I learnt from my first EDIT and I am not editing the original problem above to avoid confusion.
Thanks a lot for your help!
Upvotes: 0
Views: 364
Reputation: 83225
A possible solution could be using a combination of the data.table
and the na.locf
function from the zoo
packackages:
# loading the needed packages
library(data.table)
library(zoo)
# converting x & y to datatables
setDT(x)
setDT(y)
# merge x & y into z
z <- merge(x, y, by="Date", all=TRUE) # this works in base R as well
# fill the NA's with the last observation
cols <- c("A","B","C","D") # in this specific case, you can also use: LETTERS[1:4]

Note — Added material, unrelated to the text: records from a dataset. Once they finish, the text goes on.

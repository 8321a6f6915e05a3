//! Inspect every URL and print the report to stdout.

use anyhow::{Context, Result};
use hhi_core::config::InspectOptions;
use hhi_core::inspect_all;
use std::io::Write;

use crate::cli::render;
use crate::cli::OutputFormat;

/// Runs the batch on a blocking thread (one request at a time) and prints it.
///
/// Per-URL failures are part of the report and do not make this return Err.
pub async fn run_inspect(urls: Vec<String>, opts: InspectOptions, format: OutputFormat) -> Result<()> {
    let results = tokio::task::spawn_blocking(move || inspect_all(&urls, &opts))
        .await
        .context("inspect task join")?;

    let failed = results.iter().filter(|r| r.is_error()).count();
    if failed > 0 {
        tracing::info!("{} of {} url(s) could not be fetched", failed, results.len());
    }

    let output = match format {
        OutputFormat::Text => render::render_text(&results),
        OutputFormat::Json => render::render_json(&results)?,
    };

    let mut stdout = std::io::stdout().lock();
    writeln!(stdout, "{}", output).context("write report to stdout")?;
    stdout.flush().context("flush stdout")?;
    Ok(())
}
//! Consolidated metadata catalog.
//!
//! One `.zmetadata` document describes the whole hierarchy:
//!
//! ```json
//! {
//!   "zarr_consolidated_format": 1,
//!   "metadata": {
//!     ".zgroup": {"zarr_format": 2},
//!     "raw/.zarray": {"shape": [100, 4], "chunks": [10, 4], ...},
//!     "raw/.zattrs": {"units": "uV"}
//!   },
//!   "refs": {"raw/0.0": ["_consolidated_0.dat", 0, 160]}
//! }
//! ```
//!
//! Every entry is parsed into a typed descriptor when the catalog is built,
//! so later lookups never fail and never touch the network.

use serde::{Deserialize, Serialize};
use serde_json::Value;
use std::collections::{BTreeMap, HashMap};
use tracing::{debug, info, instrument};
use zarr_codec::ArrayMetadata;

use crate::attrs::{attributes_from_json, AttrValue, Attributes};
use crate::config::StoreConfig;
use crate::error::{Result, StoreError};
use crate::fetch::{FetchRequest, ObjectFetcher};
use crate::path;

pub const ZGROUP: &str = ".zgroup";
pub const ZARRAY: &str = ".zarray";
pub const ZATTRS: &str = ".zattrs";

const METADATA_SUFFIXES: [&str; 3] = [ZGROUP, ZARRAY, ZATTRS];

/// Group descriptor (`.zgroup`).
#[derive(Debug, Clone, PartialEq, Eq, Serialize, Deserialize)]
pub struct GroupMetadata {
    pub zarr_format: u8,
}

/// Location of a chunk packed into a larger file: `[file, offset, length]`.
#[derive(Debug, Clone, PartialEq, Eq, Serialize, Deserialize)]
#[serde(from = "(String, u64, u64)", into = "(String, u64, u64)")]
pub struct ChunkRef {
    pub file: String,
    pub offset: u64,
    pub length: u64,
}

impl From<(String, u64, u64)> for ChunkRef {
    fn from((file, offset, length): (String, u64, u64)) -> Self {
        Self { file, offset, length }
    }
}

impl From<ChunkRef> for (String, u64, u64) {
    fn from(r: ChunkRef) -> Self {
        (r.file, r.offset, r.length)
    }
}

/// Parsed consolidated metadata plus the parent-to-children index.
#[derive(Debug, Clone, Default)]
pub struct Catalog {
    format: u64,
    /// Every entry as JSON-like values, keyed by its full key.
    raw: BTreeMap<String, AttrValue>,
    groups: BTreeMap<String, GroupMetadata>,
    arrays: BTreeMap<String, ArrayMetadata>,
    attributes: BTreeMap<String, Attributes>,
    children: HashMap<String, Vec<String>>,
    refs: HashMap<String, ChunkRef>,
}

fn parse_error(path: &str, message: impl ToString, raw: impl Into<String>) -> StoreError {
    StoreError::CatalogParse {
        path: path.to_string(),
        message: message.to_string(),
        raw: raw.into(),
    }
}

impl Catalog {
    /// Fetch and parse the consolidated metadata document.
    ///
    /// The fetch is always cache-busted so a store republished at the same
    /// URL is seen immediately.
    #[instrument(skip(fetcher, config), fields(key = %config.metadata_key))]
    pub async fn create(fetcher: &dyn ObjectFetcher, config: &StoreConfig) -> Result<Self> {
        let key = config.metadata_key.as_str();
        let url = fetcher.describe(key);
        let request = FetchRequest::whole(key).with_cache_bust(true);

        let bytes = match fetcher.fetch(&request).await {
            Ok(Some(bytes)) => bytes,
            Ok(None) => {
                return Err(StoreError::OpenFailed {
                    url,
                    message: "consolidated metadata not found".to_string(),
                })
            }
            Err(e) => {
                return Err(StoreError::OpenFailed {
                    url,
                    message: e.to_string(),
                })
            }
        };

        let catalog = Self::from_json(key, &bytes)?;
        info!(
            url = %url,
            entries = catalog.raw.len(),
            arrays = catalog.arrays.len(),
            groups = catalog.groups.len(),
            refs = catalog.refs.len(),
            "Loaded consolidated metadata"
        );
        Ok(catalog)
    }

    /// Parse a consolidated metadata document. `source` names it in errors.
    pub fn from_json(source: &str, bytes: &[u8]) -> Result<Self> {
        let text = String::from_utf8_lossy(bytes);
        let doc: Value = serde_json::from_str(&text).map_err(|e| parse_error(source, e, &*text))?;

        let format = doc
            .get("zarr_consolidated_format")
            .and_then(Value::as_u64)
            .unwrap_or(1);
        if format != 1 {
            return Err(parse_error(
                source,
                format!("unsupported zarr_consolidated_format {format}"),
                &*text,
            ));
        }

        let Some(metadata) = doc.get("metadata").and_then(Value::as_object) else {
            return Err(parse_error(source, "missing \"metadata\" object", &*text));
        };

        let mut catalog = Self {
            format,
            ..Default::default()
        };
        for (key, value) in metadata {
            catalog.insert_entry(path::normalize(key), value.clone())?;
        }

        if let Some(refs) = doc.get("refs") {
            let Some(refs) = refs.as_object() else {
                return Err(parse_error("refs", "expected an object", refs.to_string()));
            };
            for (key, value) in refs {
                let chunk_ref: ChunkRef = serde_json::from_value(value.clone())
                    .map_err(|e| parse_error(&format!("refs/{key}"), e, value.to_string()))?;
                catalog.refs.insert(path::normalize(key).to_string(), chunk_ref);
            }
        }

        catalog.build_children_index();
        Ok(catalog)
    }

    fn insert_entry(&mut self, key: &str, value: Value) -> Result<()> {
        // some writers store each entry as a JSON-encoded string
        let value = match value {
            Value::String(text) if text.trim_start().starts_with('{') => {
                serde_json::from_str(&text).map_err(|e| parse_error(key, e, text.as_str()))?
            }
            other => other,
        };

        let node = path::parent_of(key).to_string();
        match path::name_of(key) {
            ZARRAY => {
                let meta: ArrayMetadata = serde_json::from_value(value.clone())
                    .map_err(|e| parse_error(key, e, value.to_string()))?;
                meta.validate().map_err(|e| parse_error(key, e, value.to_string()))?;
                self.arrays.insert(node, meta);
            }
            ZGROUP => {
                let meta: GroupMetadata = serde_json::from_value(value.clone())
                    .map_err(|e| parse_error(key, e, value.to_string()))?;
                self.groups.insert(node, meta);
            }
            ZATTRS => {
                let attrs = attributes_from_json(value.clone())
                    .ok_or_else(|| parse_error(key, "attributes must be an object", value.to_string()))?;
                self.attributes.insert(node, attrs);
            }
            _ => debug!(key = %key, "Keeping unrecognized catalog entry"),
        }
        self.raw.insert(key.to_string(), AttrValue::from(value));
        Ok(())
    }

    fn build_children_index(&mut self) {
        for key in self.raw.keys() {
            if key == ZATTRS || key == ZGROUP {
                continue;
            }
            let parts: Vec<&str> = key.split('/').collect();
            if parts.len() <= 1 {
                continue;
            }
            let last = parts[parts.len() - 1];
            if !METADATA_SUFFIXES.contains(&last) {
                continue;
            }
            let node = parts[..parts.len() - 1].join("/");
            let parent = parts[..parts.len() - 2].join("/");
            let siblings = self.children.entry(parent).or_default();
            if !siblings.contains(&node) {
                siblings.push(node);
            }
        }
    }

    /// Consolidated format version of the document.
    pub fn format(&self) -> u64 {
        self.format
    }

    /// Zarr format of the root group, if there is one.
    pub fn zarr_format(&self) -> Option<u8> {
        self.groups.get("").map(|g| g.zarr_format)
    }

    /// Raw entry for a full key such as `a/b/.zattrs`.
    pub fn lookup(&self, key: &str) -> Option<&AttrValue> {
        self.raw.get(path::normalize(key))
    }

    /// Entry for the metadata document `suffix` of node `path`.
    pub fn lookup_node(&self, path: &str, suffix: &str) -> Option<&AttrValue> {
        self.raw.get(&path::metadata_key(path, suffix))
    }

    /// A dot-prefixed key absent from the catalog does not exist in the store.
    pub fn is_confirmed_missing(&self, key: &str) -> bool {
        path::is_hidden(key) && self.lookup(key).is_none()
    }

    pub fn group(&self, path: &str) -> Option<&GroupMetadata> {
        self.groups.get(path::normalize(path))
    }

    pub fn group_exists(&self, path: &str) -> bool {
        self.group(path).is_some()
    }

    pub fn array(&self, path: &str) -> Option<&ArrayMetadata> {
        self.arrays.get(path::normalize(path))
    }

    pub fn attributes(&self, path: &str) -> Option<&Attributes> {
        self.attributes.get(path::normalize(path))
    }

    /// Normalized paths of the nodes directly below `path`.
    pub fn children(&self, path: &str) -> &[String] {
        self.children
            .get(path::normalize(path))
            .map(Vec::as_slice)
            .unwrap_or(&[])
    }

    /// Packed location of a chunk, if the store was bundled.
    pub fn chunk_ref(&self, key: &str) -> Option<&ChunkRef> {
        self.refs.get(path::normalize(key))
    }

    pub fn has_refs(&self) -> bool {
        !self.refs.is_empty()
    }

    /// Paths of every array in the store.
    pub fn array_paths(&self) -> impl Iterator<Item = &str> {
        self.arrays.keys().map(String::as_str)
    }

    pub fn len(&self) -> usize {
        self.raw.len()
    }

    pub fn is_empty(&self) -> bool {
        self.raw.is_empty()
    }
}

#[cfg(test)]
mod tests {
    use super::*;
    use serde_json::json;

    fn doc() -> Value {
        json!({
            "zarr_consolidated_format": 1,
            "metadata": {
                ".zgroup": {"zarr_format": 2},
                ".zattrs": {"title": "demo"},
                "a/.zgroup": {"zarr_format": 2},
                "a/.zattrs": {"offset": "___NaN___"},
                "a/x/.zarray": {
                    "shape": [10], "chunks": [5], "dtype": "<f4",
                    "compressor": null, "filters": null, "fill_value": 0, "order": "C"
                },
                "a/x/.zattrs": {"_SCALAR": false},
                "b/.zarray": {
                    "shape": [2, 2], "chunks": [2, 2], "dtype": "|u1",
                    "compressor": null, "filters": null, "fill_value": null, "order": "C"
                }
            },
            "refs": {
                "b/0.0": ["_consolidated_0.dat", 16, 4]
            }
        })
    }

    fn catalog() -> Catalog {
        Catalog::from_json(".zmetadata", doc().to_string().as_bytes()).unwrap()
    }

    #[test]
    fn test_typed_lookups() {
        let c = catalog();
        assert_eq!(c.zarr_format(), Some(2));
        assert!(c.group_exists("/"));
        assert!(c.group_exists("/a"));
        assert!(!c.group_exists("/b"));
        assert_eq!(c.array("/a/x").unwrap().shape, vec![10]);
        assert!(c.attributes("a").unwrap()["offset"].as_f64().unwrap().is_nan());
        assert_eq!(c.lookup("/.zattrs").unwrap().get("title").unwrap().as_str(), Some("demo"));
    }

    #[test]
    fn test_children_index() {
        let c = catalog();
        assert_eq!(c.children("/"), &["a".to_string(), "b".to_string()]);
        assert_eq!(c.children("a"), &["a/x".to_string()]);
        assert!(c.children("a/x").is_empty());
    }

    #[test]
    fn test_hidden_keys_absent_are_missing() {
        let c = catalog();
        assert!(c.is_confirmed_missing("b/.zattrs"));
        assert!(!c.is_confirmed_missing("a/.zattrs"));
        assert!(!c.is_confirmed_missing("b/0.0"));
    }

    #[test]
    fn test_refs() {
        let c = catalog();
        assert_eq!(
            c.chunk_ref("/b/0.0"),
            Some(&ChunkRef {
                file: "_consolidated_0.dat".to_string(),
                offset: 16,
                length: 4
            })
        );
        assert!(c.chunk_ref("b/0.1").is_none());
    }

    #[test]
    fn test_malformed_entry_names_path_and_raw_text() {
        let mut d = doc();
        d["metadata"]["a/x/.zarray"] = json!("{\"shape\": [10,");
        let err = Catalog::from_json(".zmetadata", d.to_string().as_bytes()).unwrap_err();
        match err {
            StoreError::CatalogParse { path, raw, .. } => {
                assert_eq!(path, "a/x/.zarray");
                assert_eq!(raw, "{\"shape\": [10,");
            }
            other => panic!("unexpected error {other:?}"),
        }
    }

    #[test]
    fn test_invalid_array_descriptor_is_parse_error() {
        let mut d = doc();
        d["metadata"]["b/.zarray"]["chunks"] = json!([2]);
        assert!(matches!(
            Catalog::from_json(".zmetadata", d.to_string().as_bytes()),
            Err(StoreError::CatalogParse { path, .. }) if path == "b/.zarray"
        ));
    }

    #[test]
    fn test_malformed_document() {
        let err = Catalog::from_json(".zmetadata", b"{not json").unwrap_err();
        assert!(matches!(err, StoreError::CatalogParse { raw, .. } if raw == "{not json"));
    }
}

z[, (cols) := lapply(.SD, na.locf, rule = 1, na.rm=FALSE), .SDcols= cols]
this gives:
> z
Date A B C D
1: 2000-01-01 100 200 NA NA
2: 2000-01-05 100 200 10 0
3: 2000-04-09 100 200 0 35
4: 2000-06-01 100 200 0 35
5: 2001-01-01 100 200 0 35
This result can also be achieved in base R as mentioned by @Tensibai in the comments (which for some reason didn't work on my system at first):
z <- merge(x, y, by="Date", all=TRUE)
z <- na.locf(z)
To get the exact desired output, you will need some additional steps (omitting the first steps as they are the same):
# merge x & y into z
z <- merge(x, y, by="Date", all=TRUE) # this works in base R as well
# replace the zero with NA
z[z==0] <- NA
# fill the NA's with the last observation
cols <- LETTERS[1:4]
z[, (cols) := lapply(.SD, na.locf, rule = 1, na.rm=FALSE), .SDcols= cols]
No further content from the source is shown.